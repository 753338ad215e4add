//! Vertex data tables: raw buffers in, formatted cells out.
//!
//! Cell resolution never fails. Missing buffers, short index buffers and
//! truncated elements all produce an empty cell instead of an error, since
//! the data being inspected is often from a broken frame.

mod buffer;
mod cell;
mod model;

pub use buffer::RawBuffer;
pub use cell::{CellFormatter, NumberFormat};
pub use model::{BufferTable, TableContents};
//! Display configuration handed to the preview renderer.

use serde::{Deserialize, Serialize};

use crate::camera::{CameraBasis, CameraKind};
use crate::util::{Mat4, Vec3};

use super::replay::MeshFormat;

/// Pipeline point the vertex data is sampled at.
#[derive(Clone, Copy, Debug, Default, PartialEq, Eq, Hash, Serialize, Deserialize)]
pub enum MeshDataStage {
    #[default]
    VSIn,
    VSOut,
    GSOut,
}

impl MeshDataStage {
    pub const ALL: [Self; 3] = [Self::VSIn, Self::VSOut, Self::GSOut];

    #[inline]
    pub const fn index(self) -> usize {
        match self {
            Self::VSIn => 0,
            Self::VSOut => 1,
            Self::GSOut => 2,
        }
    }

    pub fn name(self) -> &'static str {
        match self {
            Self::VSIn => "VS Input",
            Self::VSOut => "VS Output",
            Self::GSOut => "GS/DS Output",
        }
    }
}

#[derive(Clone, Copy, Debug, Default, PartialEq, Eq, Hash, Serialize, Deserialize)]
pub enum SolidShadeMode {
    #[default]
    None,
    Solid,
    Lit,
    /// Colour from the second attribute
    Secondary,
}

/// How much geometry around the selected draw is shown.
#[derive(Clone, Copy, Debug, Default, PartialEq, Eq, PartialOrd, Ord, Hash, Serialize, Deserialize)]
pub enum DrawRange {
    #[default]
    OnlyThisDraw,
    PreviousInstances,
    AllInstances,
    WholePass,
}

impl DrawRange {
    pub fn show_prev_instances(self) -> bool {
        self >= Self::PreviousInstances
    }

    pub fn show_all_instances(self) -> bool {
        self >= Self::AllInstances
    }

    pub fn show_whole_pass(self) -> bool {
        self >= Self::WholePass
    }
}

/// User guesses for the projection that produced post-transform positions.
///
/// Unset overrides fall back to the viewport aspect and the near/far planes
/// estimated from the data.
#[derive(Clone, Copy, Debug, PartialEq)]
pub struct CameraGuess {
    /// Vertical field of view in degrees.
    pub fov: f32,
    pub aspect: Option<f32>,
    pub near: Option<f32>,
    pub far: Option<f32>,
    pub ortho: bool,
}

impl Default for CameraGuess {
    fn default() -> Self {
        Self {
            fov: 90.0,
            aspect: None,
            near: None,
            far: None,
            ortho: false,
        }
    }
}

impl CameraGuess {
    /// Non-positive override values mean "not overridden".
    pub fn with_overrides(mut self, aspect: f32, near: f32, far: f32) -> Self {
        self.aspect = (aspect > 0.0).then_some(aspect);
        self.near = (near > 0.0).then_some(near);
        self.far = (far > 0.0).then_some(far);
        self
    }
}

/// Default planes when neither a guess nor an estimate is available.
pub const DEFAULT_NEAR: f32 = 0.1;
pub const DEFAULT_FAR: f32 = 100.0;

/// Everything the renderer needs for one frame of the preview.
///
/// Built from controller state before every display, never patched.
#[derive(Clone, Debug, PartialEq)]
pub struct MeshDisplayConfig {
    pub stage: MeshDataStage,
    pub camera_kind: CameraKind,
    pub camera: CameraBasis,
    pub view: Mat4,

    pub wireframe: bool,
    pub shade_mode: SolidShadeMode,
    pub show_prev_instances: bool,
    pub show_all_instances: bool,
    pub show_whole_pass: bool,
    /// Selected vertex, `u32::MAX` for none.
    pub highlight_vertex: u32,
    pub cur_instance: u32,

    pub fov: f32,
    pub aspect: f32,
    pub near: f32,
    pub far: f32,
    pub ortho: bool,

    pub position: MeshFormat,
}

impl MeshDisplayConfig {
    /// Projection that (approximately) produced the post-transform data.
    pub fn projection(&self) -> Mat4 {
        if self.ortho {
            let h = self.far.max(self.near) * 0.5;
            let w = h * self.aspect;
            Mat4::orthographic_rh(-w, w, -h, h, self.near, self.far)
        } else {
            Mat4::perspective_rh(self.fov.to_radians(), self.aspect, self.near, self.far)
        }
    }

    pub fn camera_position(&self) -> Vec3 {
        self.camera.position
    }
}
//! Shared error type and math helpers.

mod error;
pub mod math;

pub use error::*;
pub use math::*;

HOW TO COMPLETE THIS TASK
Identify and extract each line of the listing that contains "aspect".

PROBLEM SOLUTION
/// Unset overrides fall back to the viewport aspect and the near/far planes
    pub aspect: Option<f32>,
            aspect: None,
    pub fn with_overrides(mut self, aspect: f32, near: f32, far: f32) -> Self {
        self.aspect = (aspect > 0.0).then_some(aspect);
    pub aspect: f32,
            let w = h * self.aspect;
            Mat4::perspective_rh(self.fov.to_radians(), self.aspect, self.near, self.far)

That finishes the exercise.